Materials and Methods:
In this cross-sectional study DNA was isolated from the whole blood of 107 periodontitis patients and 199 healthy individuals. All samples were genotyped for the IL-8 polymorphisms using the polymerase chain reaction with sequence specific primers. The distribution of the interleukin-8 genotype and allele frequencies in control and disease groups was analyzed by the Chi-square test and a P-value of < 0.05 was considered statistically significant.
Results:
The findings revealed that the allele and genotype frequencies of A2767T, T11722T2, and C781T polymorphism of IL-8 gene were not significantly differed between controls and patients. However, there was a significant difference in the genotype frequencies of IL-8 A251T (P < 0.0001), G396T (P < 0.0001), and C1633T (P < 0.0001) gene polymorphism between the patient and the control groups. Additionally, there was a significant difference in the genotype frequencies of C1633T (P < 0.05) polymorphism of IL-8 gene between the aggressive and chronic periodontitis.
Conclusion:
IL-8 gene polymorphism may be protective against periodontitis.
Keywords: Aggressive periodontitis, chronic periodontitis, genetic polymorphism, interleukin-8
INTRODUCTION
Neutrophil infiltration into the inflammation site is one of the hallmarks of acute inflammation. Local chemotactic factors are presumed to mediate the sequence of events leading to the leukocyte infiltration at inflammatory sites.[1]

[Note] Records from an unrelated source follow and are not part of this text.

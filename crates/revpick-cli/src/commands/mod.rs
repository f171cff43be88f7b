//! CLI command implementations.

pub mod select;

use anyhow::{Context, Result};
use revpick_chooser::{BranchSpec, SpecKind};
use std::path::Path;

pub fn match_branches(spec: &str, branches: &[String]) -> Result<()> {
    let spec = BranchSpec::new(spec);
    println!("Spec: {} ({})", spec, describe_kind(&spec));

    for branch in branches {
        let status = if spec.matches(branch)? {
            "✓ matches"
        } else {
            "✗ no match"
        };
        println!("  {} - {}", branch, status);
    }
    Ok(())
}

fn describe_kind(spec: &BranchSpec) -> &'static str {
    match spec.kind() {
        SpecKind::ShaLike => "commit id, then branch pattern",
        SpecKind::Regex => "regular expression",
        SpecKind::Literal if spec.is_plain_name() => "tag name, then branch pattern",
        SpecKind::Literal => "branch pattern",
    }
}

pub fn validate(path: &Path) -> Result<()> {
    let config = revpick_config::load_chooser_config(path)
        .with_context(|| format!("Invalid configuration: {}", path.display()))?;

    println!("Configuration is valid");
    println!("  Strategy: {}", config.strategy);
    println!("  Specs:");
    for spec in &config.specs {
        println!("    {} ({})", spec, describe_kind(spec));
    }
    if let Some(repo) = &config.repository {
        match &repo.remote {
            Some(remote) => println!("  Repository: {} (remote {})", repo.path, remote),
            None => println!("  Repository: {}", repo.path),
        }
    }
    if !config.env.is_empty() {
        println!("  Build variables: {}", config.env.len());
    }
    Ok(())
}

Accumulating evidence indicates that several leukocyte chemotactic factors and vasodilating mediators are produced at the site of injury and that these mediators induce vasodilation and recruitment of leukocytes, thereby establishing inflammatory reactions. Interleukin-8 (a member of the chemokine family) has been identified as a neutrophil chemotactic factor[2,3] and is produced by various types of cells upon stimulation with inflammatory stimuli. This chemokine exerts a variety of functions on leukocytes, particularly, neutrophils, and exhibits chemotactic activities against T lymphocytes and basophils.[4,5] Besides chemotactic activities, IL-8 induces neutrophils to release lysosomal enzymes, to increase expression of Mac-i and CR-I, and to adhere to unstimulated endothelial cells.[6–8]
Elevated IL-8 levels have been documented in many conditions such as rheumatoid arthritis,[9] gouty arthritis,[10] psoriatic scale,[11] adult respiratory distress syndrome,[12] and chronic and aggressive periodontitis.[13]
Periodontitis is a chronic inflammatory and multifactorial disease for which several susceptibility and risk factors are proposed[14] and despite the traditionally belief of its environmental origin, now it is thought to be determined in part by genetics.[15]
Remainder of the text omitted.